● EXERCISE INSTRUCTIONS: From the first line to the last, print the data exactly as it appears.
Top of RECORDED DATA
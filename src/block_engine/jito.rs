use std::time::Duration;
use colored::Colorize;
use once_cell::sync::Lazy;
use reqwest::Client;
use serde::Serialize;
use tokio::time::Instant;

use crate::block_engine::bundle::BundleGroup;
use crate::common::error::SwapError;
use crate::common::logger::Logger;

/// Tip accounts operated by the relay; one is drawn per bundle.
pub const DEFAULT_TIP_ACCOUNTS: [&str; 4] = [
    "96gYZGLnJYVFmbjzopPSU6QiEV5fGqZNyN9nmNhvrZU5",
    "HFqU5x63VTqvQss8hp11i4wVV8bD44PvwucfZ2bU7gRe",
    "Cw8CFyM9FkoMi7K7Crf6HNQqf4uEMzpKw6QNghXLvLkY",
    "ADuUkR4vqLUMWXxW9gh6D6L8pMSawimctcNZ5pGwDcEt",
];

static HTTP_CLIENT: Lazy<Client> = Lazy::new(|| {
    Client::builder()
        .timeout(Duration::from_secs(30))
        .build()
        .unwrap_or_else(|_| Client::new())
});

#[derive(Debug, Serialize)]
pub struct BundleRequest {
    pub jsonrpc: String,
    pub id: u64,
    pub method: String,
    pub params: Vec<Vec<String>>,
}

/// Outcome of one group's submission. The relay response body is opaque
/// beyond the presence of an `error` member.
#[derive(Debug)]
pub struct BundleResult {
    pub group: usize,
    pub transactions: usize,
    pub outcome: Result<serde_json::Value, SwapError>,
}

impl BundleResult {
    pub fn is_err(&self) -> bool {
        self.outcome.is_err()
    }
}

pub fn encode_group(group: &BundleGroup) -> Vec<String> {
    group
        .wire
        .iter()
        .map(|bytes| bs58::encode(bytes).into_string())
        .collect()
}

pub fn bundle_request(encoded: Vec<String>) -> BundleRequest {
    BundleRequest {
        jsonrpc: "2.0".to_string(),
        id: 1,
        method: "sendBundle".to_string(),
        params: vec![encoded],
    }
}

/// Post each group as one `sendBundle` request, in order, one at a time.
///
/// A failed group is recorded and submission moves on to the next; nothing
/// is retried here. Retrying, if wanted, happens at whole-bundle
/// granularity in the caller.
pub async fn send_bundles(block_engine_url: &str, groups: &[BundleGroup]) -> Vec<BundleResult> {
    let logger = Logger::new("[JITO-BUNDLE] => ".green().to_string());
    let endpoint = format!("{}/api/v1/bundles", block_engine_url.trim_end_matches('/'));
    let mut results = Vec::with_capacity(groups.len());

    for (index, group) in groups.iter().enumerate() {
        let started = Instant::now();
        let request = bundle_request(encode_group(group));

        let outcome = match HTTP_CLIENT.post(&endpoint).json(&request).send().await {
            Ok(response) if !response.status().is_success() => Err(SwapError::Network(format!(
                "relay returned {}",
                response.status()
            ))),
            Ok(response) => match response.json::<serde_json::Value>().await {
                Ok(body) => {
                    if body.get("error").is_some() {
                        Err(SwapError::Network(format!(
                            "relay rejected bundle: {}",
                            body["error"]
                        )))
                    } else {
                        Ok(body)
                    }
                }
                Err(e) => Err(SwapError::Network(e.to_string())),
            },
            Err(e) => Err(SwapError::Network(e.to_string())),
        };

        match &outcome {
            Ok(_) => {
                logger.log(format!(
                    "[BUNDLE-ELAPSED]: {:?} group {} ({} txs) accepted",
                    started.elapsed(),
                    index,
                    group.transactions.len()
                ));
            }
            Err(e) => {
                logger.error(format!("group {} failed: {}", index, e));
            }
        }

        results.push(BundleResult {
            group: index,
            transactions: group.transactions.len(),
            outcome,
        });
    }

    results
}

#[cfg(test)]
mod tests {
    use super::*;

    #[test]
    fn request_body_is_a_send_bundle_rpc_call() {
        let request = bundle_request(vec!["abc".to_string(), "def".to_string()]);
        let body = serde_json::to_value(&request).unwrap();
        assert_eq!(body["jsonrpc"], "2.0");
        assert_eq!(body["method"], "sendBundle");
        assert_eq!(body["params"][0].as_array().unwrap().len(), 2);
        assert_eq!(body["params"][0][1], "def");
    }

    #[test]
    fn groups_serialize_to_base58() {
        let group = BundleGroup {
            transactions: vec![],
            wire: vec![vec![0, 1, 2]],
        };
        let encoded = encode_group(&group);
        assert_eq!(encoded, vec!["15T".to_string()]);
    }
}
Bottom of RECORDED DATA
● EXPECTED OUTPUT:
filename src/block_engine/jito.rs
use std::time::Duration;
use colored::Colorize;
use once_cell::sync::Lazy;
use reqwest::Client;
use serde::Serialize;
use tokio::time::Instant;

use crate::block_engine::bundle::BundleGroup;
use crate::common::error::SwapError;
use crate::common::logger::Logger;

/// Tip accounts operated by the relay; one is drawn per bundle.
pub const DEFAULT_TIP_ACCOUNTS: [&str; 4] = [
    "96gYZGLnJYVFmbjzopPSU6QiEV5fGqZNyN9nmNhvrZU5",
    "HFqU5x63VTqvQss8hp11i4wVV8bD44PvwucfZ2bU7gRe",
    "Cw8CFyM9FkoMi7K7Crf6HNQqf4uEMzpKw6QNghXLvLkY",
    "ADuUkR4vqLUMWXxW9gh6D6L8pMSawimctcNZ5pGwDcEt",
];

static HTTP_CLIENT: Lazy<Client> = Lazy::new(|| {
    Client::builder()
        .timeout(Duration::from_secs(30))
        .build()
        .unwrap_or_else(|_| Client::new())
});

#[derive(Debug, Serialize)]
pub struct BundleRequest {
    pub jsonrpc: String,
    pub id: u64,
    pub method: String,
    pub params: Vec<Vec<String>>,
}

/// Outcome of one group's submission. The relay response body is opaque
/// beyond the presence of an `error` member.
#[derive(Debug)]
pub struct BundleResult {
    pub group: usize,
    pub transactions: usize,
    pub outcome: Result<serde_json::Value, SwapError>,
}

impl BundleResult {
    pub fn is_err(&self) -> bool {
        self.outcome.is_err()
    }
}

pub fn encode_group(group: &BundleGroup) -> Vec<String> {
    group
        .wire
        .iter()
        .map(|bytes| bs58::encode(bytes).into_string())
        .collect()
}

pub fn bundle_request(encoded: Vec<String>) -> BundleRequest {
    BundleRequest {
        jsonrpc: "2.0".to_string(),
        id: 1,
        method: "sendBundle".to_string(),
        params: vec![encoded],
    }
}

/// Post each group as one `sendBundle` request, in order, one at a time.
///
/// A failed group is recorded and submission moves on to the next; nothing
/// is retried here. Retrying, if wanted, happens at whole-bundle
/// granularity in the caller.
pub async fn send_bundles(block_engine_url: &str, groups: &[BundleGroup]) -> Vec<BundleResult> {
    let logger = Logger::new("[JITO-BUNDLE] => ".green().to_string());
    let endpoint = format!("{}/api/v1/bundles", block_engine_url.trim_end_matches('/'));
    let mut results = Vec::with_capacity(groups.len());

    for (index, group) in groups.iter().enumerate() {
        let started = Instant::now();
        let request = bundle_request(encode_group(group));

        let outcome = match HTTP_CLIENT.post(&endpoint).json(&request).send().await {
            Ok(response) if !response.status().is_success() => Err(SwapError::Network(format!(
                "relay returned {}",
                response.status()
            ))),
            Ok(response) => match response.json::<serde_json::Value>().await {
                Ok(body) => {
                    if body.get("error").is_some() {
                        Err(SwapError::Network(format!(
                            "relay rejected bundle: {}",
                            body["error"]
                        )))
                    } else {
                        Ok(body)
                    }
                }
                Err(e) => Err(SwapError::Network(e.to_string())),
            },
            Err(e) => Err(SwapError::Network(e.to_string())),
        };

        match &outcome {
            Ok(_) => {
                logger.log(format!(
                    "[BUNDLE-ELAPSED]: {:?} group {} ({} txs) accepted",
                    started.elapsed(),
                    index,
                    group.transactions.len()
                ));
            }
            Err(e) => {
                logger.error(format!("group {} failed: {}", index, e));
            }
        }

        results.push(BundleResult {
            group: index,
            transactions: group.transactions.len(),
            outcome,
        });
    }

    results
}

#[cfg(test)]
mod tests {
    use super::*;

    #[test]
    fn request_body_is_a_send_bundle_rpc_call() {
        let request = bundle_request(vec!["abc".to_string(), "def".to_string()]);
        let body = serde_json::to_value(&request).unwrap();
        assert_eq!(body["jsonrpc"], "2.0");
        assert_eq!(body["method"], "sendBundle");
        assert_eq!(body["params"][0].as_array().unwrap().len(), 2);
        assert_eq!(body["params"][0][1], "def");
    }

    #[test]
    fn groups_serialize_to_base58() {
        let group = BundleGroup {
            transactions: vec![],
            wire: vec![vec![0, 1, 2]],
        };
        let encoded = encode_group(&group);
        assert_eq!(encoded, vec!["15T".to_string()]);
    }
}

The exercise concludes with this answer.